> _WHAT IS NEEDED_: Can you restate the lines of the entries below, word for word, from the first one through the line that includes "fn from(b: bool)"?

> _SUPPLIED INFORMATION_:
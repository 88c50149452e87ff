//! Literal value types for compiled subscription conditions
//!
//! The `Value` enum carries the coerced scalar attached to a leaf condition.
//! Subscription literals are limited to strings, numbers, and booleans; a
//! bare `null` never survives compilation (it is rewritten into an
//! exists/not_exists operator by the parser).

use serde::{Deserialize, Serialize};
use std::fmt;

/// Coerced literal value
#[derive(Debug, Clone, PartialEq, Serialize, Deserialize)]
#[serde(untagged)]
pub enum Value {
    /// String value (quotes already stripped)
    String(String),
    /// Number value (f64, handles both int and float literals)
    Number(f64),
    /// Boolean value
    Bool(bool),
}

impl Value {
    /// Returns the string content if this is a string value
    pub fn as_str(&self) -> Option<&str> {
        match self {
            Value::String(s) => Some(s),
            _ => None,
        }
    }

    /// Returns true if this is a string value
    pub fn is_string(&self) -> bool {
        matches!(self, Value::String(_))
    }
}

impl fmt::Display for Value {
    fn fmt(&self, f: &mut fmt::Formatter<'_>) -> fmt::Result {
        match self {
            Value::String(s) => write!(f, "{}", s),
            Value::Number(n) => write!(f, "{}", n),
            Value::Bool(b) => write!(f, "{}", b),
        }
    }
}

impl From<&str> for Value {
    fn from(s: &str) -> Self {
        Value::String(s.to_string())
    }
}

impl From<String> for Value {
    fn from(s: String) -> Self {
        Value::String(s)
    }
}

impl From<f64> for Value {
    fn from(n: f64) -> Self {
        Value::Number(n)
    }
}

impl From<bool> for Value {
    fn from(b: bool) -> Self {
        Value::Bool(b)
    }
}
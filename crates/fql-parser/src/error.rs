//! Parser error types

use thiserror::Error;

/// Compile error for a subscription string
#[derive(Error, Debug, Clone, PartialEq)]
pub enum ParseError {
    /// An operator token was required but the stream ended
    #[error("Operator token is missing")]
    MissingOperator,

    /// A value token was required but the stream ended
    #[error("Value token is missing")]
    MissingValue,

    /// Operator text outside the supported set
    #[error("Invalid operator: {0}")]
    InvalidOperator(String),

    /// A function call ended before one of its arguments
    #[error("{function}() is missing a {argument} argument")]
    MissingArgument {
        function: String,
        argument: &'static str,
    },

    /// An opening parenthesis with no matching close
    #[error("Unclosed group: expected ')'")]
    UnclosedGroup,

    /// The input produced no conditions at all
    #[error("Subscription contains no conditions")]
    EmptyExpression,
}

/// Error when rendering a condition tree back to source text
#[derive(Error, Debug, Clone, PartialEq)]
pub enum GenerateError {
    /// A comparison leaf without a value cannot be rendered
    #[error("Operator '{0}' requires a value")]
    MissingValue(String),

    /// A group with no children cannot be rendered
    #[error("Group has no children")]
    EmptyGroup,
}

/// Result type for parser operations
pub type Result<T> = std::result::Result<T, ParseError>;
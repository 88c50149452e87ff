//! FQL Parser - compiles subscription filter strings into condition trees
//!
//! Destination actions declare which analytics events they want with a small
//! boolean filter language (FQL), e.g.
//! `type = "track" and event = "Order Completed"`. This crate compiles such
//! strings into the `Condition` AST from `fql-core`, which a downstream
//! routing evaluator walks per incoming event.
//!
//! The pipeline is tokenize → normalize → parse, all pure and synchronous:
//!
//! ```
//! use fql_core::{Condition, GroupOperator, Operator};
//! use fql_parser::parse_fql;
//!
//! let ast = parse_fql("type = \"track\"").unwrap();
//! assert_eq!(
//!     ast,
//!     Condition::group(
//!         GroupOperator::And,
//!         vec![Condition::event_type(Operator::Eq, "track")],
//!     )
//! );
//! ```
//!
//! Malformed input never panics; every failure is a [`ParseError`].

pub mod error;
pub mod generate;
pub mod lexer;
pub mod normalizer;
pub mod parser;

// Re-export the compile surface
pub use error::{GenerateError, ParseError, Result};
pub use generate::generate_fql;
pub use parser::parse_fql;
//! FQL Core - shared types for the FQL subscription filter language
//!
//! This crate provides the types produced by the subscription compiler and
//! consumed by downstream routing evaluators:
//! - `Value` for coerced literal values
//! - `Condition` trees (the compiled AST)
//! - `Operator` / `GroupOperator` for leaf and group comparisons

pub mod ast;
pub mod value;

// Re-export commonly used types
pub use ast::{Condition, GroupOperator, Operator};
pub use value::Value;
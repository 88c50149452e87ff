//! Subscription string tokenizer
//!
//! Converts source text into a flat token stream terminated by a single
//! `Eos` token. The tokenizer is total: any finite string produces a token
//! vector, and malformed grammar (stray characters, truncated expressions)
//! is left for the parser to reject. String tokens keep their surrounding
//! quotes; operator tokens keep their exact source spelling.

/// Token kinds emitted by the tokenizer
#[derive(Debug, Clone, Copy, PartialEq, Eq)]
pub enum TokenKind {
    /// Quoted string literal, quotes retained
    String,
    /// Numeric literal
    Number,
    /// Identifier, including `true`/`false`/`null` and merged dotted paths
    Ident,
    /// Operator spelling (`=`, `!=`, `>`, ...) or any unrecognized character
    Operator,
    /// A `.` between identifiers
    Dot,
    /// `and` / `or`
    Conditional,
    /// `(`
    ParenLeft,
    /// `)`
    ParenRight,
    /// End of stream
    Eos,
}

/// A single lexed token
#[derive(Debug, Clone, PartialEq)]
pub struct Token {
    pub kind: TokenKind,
    pub text: String,
}

impl Token {
    pub fn new(kind: TokenKind, text: impl Into<String>) -> Self {
        Token {
            kind,
            text: text.into(),
        }
    }

    /// Create an identifier token
    pub fn ident(text: impl Into<String>) -> Self {
        Token::new(TokenKind::Ident, text)
    }

    /// Create the terminal end-of-stream token
    pub fn eos() -> Self {
        Token::new(TokenKind::Eos, "eos")
    }
}

/// Tokenize a subscription source string
///
/// Never fails: unknown characters become single-character `Operator` tokens
/// and an unterminated string consumes the rest of the input.
pub fn tokenize(source: &str) -> Vec<Token> {
    let chars: Vec<char> = source.chars().collect();
    let mut tokens = Vec::new();
    let mut i = 0;

    while i < chars.len() {
        let c = chars[i];

        if c.is_whitespace() {
            i += 1;
            continue;
        }

        match c {
            '"' => {
                let start = i;
                i += 1;
                while i < chars.len() {
                    match chars[i] {
                        // Skip escaped characters so `\"` does not close the string
                        '\\' => i += 2,
                        '"' => {
                            i += 1;
                            break;
                        }
                        _ => i += 1,
                    }
                }
                let end = i.min(chars.len());
                tokens.push(Token::new(
                    TokenKind::String,
                    chars[start..end].iter().collect::<String>(),
                ));
            }
            '(' => {
                tokens.push(Token::new(TokenKind::ParenLeft, "("));
                i += 1;
            }
            ')' => {
                tokens.push(Token::new(TokenKind::ParenRight, ")"));
                i += 1;
            }
            '.' => {
                tokens.push(Token::new(TokenKind::Dot, "."));
                i += 1;
            }
            '!' | '>' | '<' => {
                if chars.get(i + 1) == Some(&'=') {
                    tokens.push(Token::new(TokenKind::Operator, format!("{}=", c)));
                    i += 2;
                } else {
                    tokens.push(Token::new(TokenKind::Operator, c.to_string()));
                    i += 1;
                }
            }
            '=' => {
                tokens.push(Token::new(TokenKind::Operator, "="));
                i += 1;
            }
            _ if c.is_ascii_digit()
                || (c == '-' && chars.get(i + 1).is_some_and(|n| n.is_ascii_digit())) =>
            {
                let start = i;
                if c == '-' {
                    i += 1;
                }
                while i < chars.len() && chars[i].is_ascii_digit() {
                    i += 1;
                }
                // A fraction only when the dot is followed by a digit, so
                // `properties.price` style paths keep their Dot token
                if chars.get(i) == Some(&'.')
                    && chars.get(i + 1).is_some_and(|n| n.is_ascii_digit())
                {
                    i += 1;
                    while i < chars.len() && chars[i].is_ascii_digit() {
                        i += 1;
                    }
                }
                tokens.push(Token::new(
                    TokenKind::Number,
                    chars[start..i].iter().collect::<String>(),
                ));
            }
            _ if c.is_alphabetic() || c == '_' => {
                let start = i;
                while i < chars.len() && (chars[i].is_alphanumeric() || chars[i] == '_') {
                    i += 1;
                }
                let text: String = chars[start..i].iter().collect();
                let kind = match text.as_str() {
                    "and" | "or" => TokenKind::Conditional,
                    _ => TokenKind::Ident,
                };
                tokens.push(Token::new(kind, text));
            }
            // Anything else (including `,`) passes through as an operator
            // token for the parser to skip or reject
            _ => {
                tokens.push(Token::new(TokenKind::Operator, c.to_string()));
                i += 1;
            }
        }
    }

    tokens.push(Token::eos());
    tokens
}
pub mod gemini;
pub mod replay;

> _WORKED SOLUTION_:
repository 88c50149452e87ff
//! Literal value types for compiled subscription conditions
//!
//! The `Value` enum carries the coerced scalar attached to a leaf condition.
//! Subscription literals are limited to strings, numbers, and booleans; a
//! bare `null` never survives compilation (it is rewritten into an
//! exists/not_exists operator by the parser).

use serde::{Deserialize, Serialize};
use std::fmt;

/// Coerced literal value
#[derive(Debug, Clone, PartialEq, Serialize, Deserialize)]
#[serde(untagged)]
pub enum Value {
    /// String value (quotes already stripped)
    String(String),
    /// Number value (f64, handles both int and float literals)
    Number(f64),
    /// Boolean value
    Bool(bool),
}

impl Value {
    /// Returns the string content if this is a string value
    pub fn as_str(&self) -> Option<&str> {
        match self {
            Value::String(s) => Some(s),
            _ => None,
        }
    }

    /// Returns true if this is a string value
    pub fn is_string(&self) -> bool {
        matches!(self, Value::String(_))
    }
}

impl fmt::Display for Value {
    fn fmt(&self, f: &mut fmt::Formatter<'_>) -> fmt::Result {
        match self {
            Value::String(s) => write!(f, "{}", s),
            Value::Number(n) => write!(f, "{}", n),
            Value::Bool(b) => write!(f, "{}", b),
        }
    }
}

impl From<&str> for Value {
    fn from(s: &str) -> Self {
        Value::String(s.to_string())
    }
}

impl From<String> for Value {
    fn from(s: String) -> Self {
        Value::String(s)
    }
}

impl From<f64> for Value {
    fn from(n: f64) -> Self {
        Value::Number(n)
    }
}

impl From<bool> for Value {
    fn from(b: bool) -> Self {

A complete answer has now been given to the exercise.